In one move, I spin around with an upper cut to the chest and a kick that’s supposed to connect with his side belly. Only I’m too drunk and slow. Popeye takes the punch with a heave and doubles over but manages to dodge the kick.
He throws a punch that I’m too slow to dodge, and it clips me on the side of the ear. The force spins me around, and I’m too drunk to keep my balance.
I stagger backwards, falling onto a table and sending glasses crashing to the floor.
I try to stand up, but the room is spinning, and instead I slump to the floor.
Popeye is bearing down on me, but Dave, the barman, steps in front of him with his arms crossed and a furious look on his face.
The room is hazy, and I’m not sure if I’m sitting on the floor or leaning against the bar.
“Let’s go, Kieren.”
The voice is familiar, and I squint into the face of Seth, my best friend. Even with his bad leg, Seth manages to haul me to my feet because I’m fuck-all useless in this state.
My head is fuzzy, and I’m not sure what just happened.
I’m vaguely aware of Seth throwing some cash on the bar. “To cover the damage.” Which makes me wonder. What damage?
Then he’s shoving me through the door, and the cool, fresh air hits my face, making me want to puke.
I run to a bin and retch into it, but nothing comes out.
Laughing, I clutch the side of the bin and look up to find Seth with his arms folded, looking down at me like he’s my angry dad.

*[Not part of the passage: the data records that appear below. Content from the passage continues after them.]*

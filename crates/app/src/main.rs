use std::{
    collections::BTreeMap,
    path::{Path, PathBuf},
};

use clap::{Args, Parser, Subcommand};
use keepsake_core::{AppConfig, AssetClassifier, AssetPool, FeedComposer, KeepsakeError};
use serde::Deserialize;
use tracing_subscriber::EnvFilter;

mod replay;

fn main() -> keepsake_core::Result<()> {
    init_tracing();

    let cli = Cli::parse();
    let config = match &cli.config {
        Some(path) => AppConfig::from_path(path)?,
        None => AppConfig::default(),
    };

    match cli.command {
        Commands::Compose { source } => run_compose(&config, &source),
        Commands::Replay {
            source,
            script,
            block_autoplay,
        } => run_replay(&config, &source, &script, block_autoplay),
    }
}

fn run_compose(config: &AppConfig, source: &PoolSource) -> keepsake_core::Result<()> {
    let pool = source.load()?;
    tracing::info!(assets = pool.len(), "composing feed");

    let classifier = AssetClassifier::from_config(&config.feed);
    let feed = FeedComposer::from_config(&config.feed).compose_pool(&classifier, &pool);
    println!("{}", serde_json::to_string_pretty(&feed)?);
    Ok(())
}

fn run_replay(
    config: &AppConfig,
    source: &PoolSource,
    script: &Path,
    block_autoplay: bool,
) -> keepsake_core::Result<()> {
    let pool = source.load()?;
    let steps = replay::load_script(script)?;
    tracing::info!(?script, steps = steps.len(), "replaying session");

    let report = replay::run(config, &pool, steps, block_autoplay);
    println!("{}", serde_json::to_string_pretty(&report)?);
    Ok(())
}

fn init_tracing() {
    let _ = tracing_subscriber::fmt()
        .with_env_filter(
            EnvFilter::try_from_default_env().unwrap_or_else(|_| EnvFilter::new("info")),
        )
        .with_writer(std::io::stderr)
        .try_init();
}

/// Asset manifest: either an ordered list of `[locator, reference]` pairs or
/// an object keyed by locator (read in key order).
#[derive(Debug, Deserialize)]
#[serde(untagged)]
enum Manifest {
    Pairs(Vec<(String, String)>),
    Map(BTreeMap<String, String>),
}

impl Manifest {
    fn into_pool(self) -> AssetPool {
        match self {
            Self::Pairs(pairs) => AssetPool::from_pairs(pairs),
            Self::Map(map) => AssetPool::from_pairs(map),
        }
    }
}

#[derive(Args, Debug)]
#[group(required = true, multiple = false)]
struct PoolSource {
    /// JSON manifest mapping asset locators to references.
    #[arg(short, long)]
    manifest: Option<PathBuf>,
    /// Directory to scan for media files (sorted by name).
    #[arg(short, long)]
    dir: Option<PathBuf>,
}

impl PoolSource {
    fn load(&self) -> keepsake_core::Result<AssetPool> {
        match (&self.manifest, &self.dir) {
            (Some(manifest), _) => {
                let raw = std::fs::read_to_string(manifest)?;
                let manifest: Manifest = serde_json::from_str(&raw)?;
                Ok(manifest.into_pool())
            }
            (None, Some(dir)) => scan_dir(dir),
            (None, None) => Err(KeepsakeError::msg("no asset source given")),
        }
    }
}

fn scan_dir(dir: &Path) -> keepsake_core::Result<AssetPool> {
    let mut files = Vec::new();
    for entry in std::fs::read_dir(dir)? {
        let path = entry?.path();
        if path.is_file() {
            files.push(path);
        }
    }
    files.sort();

    let mut pool = AssetPool::new();
    for path in files {
        let locator = path.to_string_lossy().into_owned();
        let reference = format!("file://{locator}");
        pool.push(locator, reference);
    }
    Ok(pool)
}

#[derive(Parser, Debug)]
#[command(author, version, about = "Media feed composer and playback coordinator", long_about = None)]
struct Cli {
    /// Optional JSON configuration file.
    #[arg(short, long, global = true)]
    config: Option<PathBuf>,
    #[command(subcommand)]
    command: Commands,
}

#[derive(Subcommand, Debug)]
enum Commands {
    /// Classify an asset pool and print the composed feed as JSON.
    Compose {
        #[command(flatten)]
        source: PoolSource,
    },
    /// Replay a scripted session and print the final playback state.
    Replay {
        #[command(flatten)]
        source: PoolSource,
        /// JSON list of session steps.
        script: PathBuf,
        /// Reject the first background audio play, as browsers do before a
        /// user gesture.
        #[arg(long)]
        block_autoplay: bool,
    },
}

“What the fuck was all that about?”
I shrug because I really don’t know.
I went into the Sea Hopper looking for Jodie like I’ve been doing most nights since I got back from tour. But like every single night, she wasn’t there.
She hasn’t been at any other bar or cafe or restaurant. I’ve tried them all in a fifty-mile radius up and down the coast. But I keep coming back to the Sea Hopper, the place where we met eighteen months ago, the place where our one incredible weekend started and ended.
But Seth’s looking at me like I’m a naughty child, not his colleague in the security firm and brother in arms from our Special Forces days. A thought occurs to me.
“How did you know I was there?”
Seth looks away, and I know he’s been up to no good. He’s the IT expert in our security firm. I know he doesn’t always use ethical means.
“I was watching on the CCTV.”
That doesn’t surprise me, but I am touched by his dedication to keeping me out of trouble.
“You were checking up on me?”
“Someone has to.”
He takes my arm and leads me to his car.
“You’ve got to pull yourself together, Kieren. You can’t keep pulling shit like this. If Bronn found out, you could be off the team.”
That’s a sobering thought. Bronn runs the security firm he set up for his old Special Forces team once we all got out of the military.
Security is a good job for a man who’s only ever known the military. But since my one weekend with Jodie, I find it hard to care about anything else. If I just knew where she was, I could stop this stupid search, going to bars every night and drinking more than I should.
“Why don’t you just let me look her up for you?”
It’s as if Seth can read my mind, which wouldn’t be too hard since it’s been stuck on the Jodie page for the last eighteen months.
It’s not the first time Seth has offered to find her for me. Sure, I’ve looked her up on social media, but it’s hard to find a woman when you only know her first name. There are a lot of Jodies in the state, and none of them are her.
We kept it impersonal on purpose, believing it was a one-off thing. But Jodie ran off before I told her I wanted more. Then I was deployed, and now she’s vanished without a trace.
“I don’t want you invading her privacy.”
Because hacking into God knows what to find her is something I can’t get behind. It may have worked for Seth to get his woman, but I won’t disrespect Jodie’s privacy that way.
“Suit yourself, man.” We reach Seth’s car and I slide into the passenger seat. “But you’ve got to stop getting into trouble like this. If you want me to help you find her, I will find her. But if you don’t want me to, then you’ve got to let her go. You’ve got to move on.”
He starts up the engine, and we ride in silence to my place. I stare out the window at the lights going past and know there is no way in hell that I’ll ever move on from Jodie.